Since the nervous system runs on impulses transmitted by brain chemicals, those chemicals play a pivotal role in the working, or lack thereof, of the nervous system. Depending on what’s going on in your environment, different neurochemicals are created and released that trigger physical and emotional reactions. So when you’re being chased by that tiger, you’ve got lots of the neurochemicals adrenaline and noradrenaline exciting all the functions associated with prioritising fight or flight functions such as heart rate, alertness, deprioritising digestions, and triggering your bodies cooling system, and you start to sweat.
To simplify, perhaps grossly, but in service of getting my point across, the neurochemicals come in 2 main flavours:
I say this is a gross simplification, because the purpose and action of these chemicals complex and each one has various purposes in addition to their affect on mood and behaviour, for example serotonin plays a role in digestion. Their action may also affect people differently. For example for folks like me with ADHD, supplementing our levels of the stimulant dopamine, via medication or by drinking coffee, can actually make us drowsy and lethargic - the opposite to the way it affects most people. This is because dopamine is implicated in our reward seeking behaviours. ADHD brains like mine lack, or poorly regulate, dopamine therefore ADHD people are constantly seeking rewards usually via stimulating situations or activities. When you give us dopamine, this emulates getting that reward, and we can finally chill out. Having larger doses of dopamine, however, will put us in double speed mode similarly to everyone else.
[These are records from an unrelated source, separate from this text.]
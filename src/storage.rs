//! On-disk staging of downloaded documents and CSV export of filing records

use std::io::Write;
use std::path::{Path, PathBuf};
use tracing::{debug, info};
use walkdir::WalkDir;

use crate::errors::Result;
use crate::models::{AccessionNumber, FilingRecord};

/// Extensions of the HTML renditions EDGAR serves for primary documents.
pub const HTML_EXTENSIONS: &[&str] = &["htm", "html"];

/// Where `record`'s primary document is stored under `output_dir`:
/// `edgar/<TICKER or CIK>/<FORM>-<filing date>-<accession>.<ext>`.
pub fn document_path(output_dir: &Path, record: &FilingRecord) -> Result<PathBuf> {
    let accession = AccessionNumber::parse(&record.accession_number)?;
    let extension = record
        .primary_doc_url
        .rsplit('/')
        .next()
        .and_then(|name| name.rsplit_once('.'))
        .map(|(_, ext)| ext)
        .unwrap_or("txt");

    let file_name = format!(
        "{}-{}-{}.{}",
        record.form_type.replace(['/', ' '], "-"),
        record.filing_date,
        accession.without_dashes(),
        extension
    );
    Ok(output_dir.join("edgar").join(record.label()).join(file_name))
}

pub fn save_document(output_dir: &Path, record: &FilingRecord, content: &[u8]) -> Result<PathBuf> {
    let path = document_path(output_dir, record)?;
    if let Some(parent) = path.parent() {
        std::fs::create_dir_all(parent)?;
    }
    std::fs::write(&path, content)?;
    info!("Saved {} ({} bytes)", path.display(), content.len());
    Ok(path)
}

/// Reads every file below `dir` whose extension is in `extensions`, as
/// `(path relative to dir, text)` pairs sorted by path. Invalid UTF-8 is replaced.
pub fn read_documents(dir: &Path, extensions: &[&str]) -> Result<Vec<(PathBuf, String)>> {
    let mut documents = Vec::new();
    for entry in WalkDir::new(dir).sort_by_file_name() {
        let entry = entry.map_err(std::io::Error::from)?;
        if !entry.file_type().is_file() {
            continue;
        }
        let matches = entry
            .path()
            .extension()
            .and_then(|ext| ext.to_str())
            .is_some_and(|ext| extensions.iter().any(|want| want.eq_ignore_ascii_case(ext)));
        if !matches {
            continue;
        }

        let bytes = std::fs::read(entry.path())?;
        let relative = entry.path().strip_prefix(dir).unwrap_or(entry.path()).to_path_buf();
        debug!("Read staged document {}", relative.display());
        documents.push((relative, String::from_utf8_lossy(&bytes).into_owned()));
    }
    Ok(documents)
}

/// Writes records as CSV with a header row. Tickers are flattened to
/// `SYMBOL:EXCHANGE` pairs joined by `;`.
pub fn export_csv<W: Write>(records: &[FilingRecord], writer: W) -> Result<()> {
    let mut csv = csv::Writer::from_writer(writer);
    csv.write_record([
        "accession_number",
        "form_type",
        "filing_date",
        "report_date",
        "cik",
        "company_name",
        "tickers",
        "items",
        "primary_doc_description",
        "primary_doc_url",
    ])?;

    for record in records {
        let tickers = record
            .tickers
            .iter()
            .map(|t| format!("{}:{}", t.symbol, t.exchange))
            .collect::<Vec<_>>()
            .join(";");
        csv.write_record([
            record.accession_number.as_str(),
            record.form_type.as_str(),
            record.filing_date.as_str(),
            record.report_date.as_str(),
            record.cik.as_str(),
            record.company_name.as_str(),
            tickers.as_str(),
            record.items.as_str(),
            record.primary_doc_description.as_str(),
            record.primary_doc_url.as_str(),
        ])?;
    }

    csv.flush()?;
    Ok(())
}

#[cfg(test)]
mod tests {
    use super::*;
    use crate::models::TickerRecord;
    use tempfile::TempDir;

    fn record() -> FilingRecord {
        FilingRecord {
            accession_number: "0000320193-23-000106".to_string(),
            form_type: "10-K".to_string(),
            primary_doc_url: "https://www.sec.gov/Archives/edgar/data/320193/000032019323000106/aapl-20230930.htm"
                .to_string(),
            items: String::new(),
            primary_doc_description: "10-K".to_string(),
            filing_date: "2023-11-03".to_string(),
            report_date: "2023-09-30".to_string(),
            cik: "0000320193".to_string(),
            company_name: "Apple Inc.".to_string(),
            tickers: vec![TickerRecord {
                symbol: "AAPL".to_string(),
                exchange: "Nasdaq".to_string(),
            }],
        }
    }

    #[test]
    fn test_document_path_layout() {
        let path = document_path(Path::new("/out"), &record()).unwrap();
        assert_eq!(
            path,
            Path::new("/out/edgar/AAPL/10-K-2023-11-03-000032019323000106.htm")
        );

        let mut no_ticker = record();
        no_ticker.tickers.clear();
        no_ticker.form_type = "DEF 14A".to_string();
        let path = document_path(Path::new("/out"), &no_ticker).unwrap();
        assert_eq!(
            path,
            Path::new("/out/edgar/0000320193/DEF-14A-2023-11-03-000032019323000106.htm")
        );
    }

    #[test]
    fn test_save_and_read_back_html_only() {
        let temp_dir = TempDir::new().unwrap();
        let saved = save_document(temp_dir.path(), &record(), b"<html>10-K</html>").unwrap();
        assert!(saved.exists());

        let other = temp_dir.path().join("edgar").join("AAPL").join("notes.txt");
        std::fs::write(&other, "not html").unwrap();

        let documents = read_documents(temp_dir.path(), HTML_EXTENSIONS).unwrap();
        assert_eq!(documents.len(), 1);
        assert_eq!(
            documents[0].0,
            Path::new("edgar/AAPL/10-K-2023-11-03-000032019323000106.htm")
        );
        assert_eq!(documents[0].1, "<html>10-K</html>");
    }

    #[test]
    fn test_export_csv() {
        let mut buffer = Vec::new();
        export_csv(&[record()], &mut buffer).unwrap();
        let text = String::from_utf8(buffer).unwrap();
        let lines: Vec<&str> = text.lines().collect();
        assert_eq!(lines.len(), 2);
        assert!(lines[0].starts_with("accession_number,form_type,filing_date"));
        assert!(lines[1].starts_with("0000320193-23-000106,10-K,2023-11-03,2023-09-30,0000320193,Apple Inc.,AAPL:Nasdaq,"));
    }
}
All mood altering drugs do their thing by altering the amounts and actions of these chemicals in our bodies. This is includes coffee which increases dopamine, and reduces the sleep hormone adenosine, speed which increases dopamine and noradrenaline, alcohol alters dopamine and GABA levels, acid which, among other things, boosts serotonin.
In those times where you’re not being chased by a murderous feline or are “e"ed up to the eyeballs at a rave, your body’s job is to keep all these chemicals in an optimal balance - homoeostasis. But it’s not always able to do this, and sometimes this equilibrium get completely disrupted.
So imagine if Condescending Karen followed you around all day every day droning of about how smart her darling, Gucci adorned offspring are. Just once or twice a week would be just about bearable, but constantly? She’s not a threat per se, but you’re constantly on edge in case you say the wrong thing and suddenly all the other parents are giving you funny looks. Since she’s always lurking, your sympathetic nervous system rarely disengages. Even when you find moments of peace, your nervous system can’t full recover. When fight or flight is triggered, your body releases the hormone cortisol, which is sometimes called the “stress hormone”. This is the hormone responsible for putting your body in panic mode. It takes a while for cortisol to clear from your system. Therefore if you get stressed again too soon after getting a break, you never really “wind down”. Anxiety breeds anxiety, and fight or flight mode makes you hyper-aware of threats, which means you start to see them everywhere - a comment someone makes, an unusual meeting called at work, a strange pain in your belly - which in turn causes your body to release more cortisol. If you can’t get a proper break, you can get stuck in an anxiety doom loop, so even if Karen retreats permanently to her gated community, you may not be able to break the cycle. This is when chronic anxiety and depression rear their ugly heads.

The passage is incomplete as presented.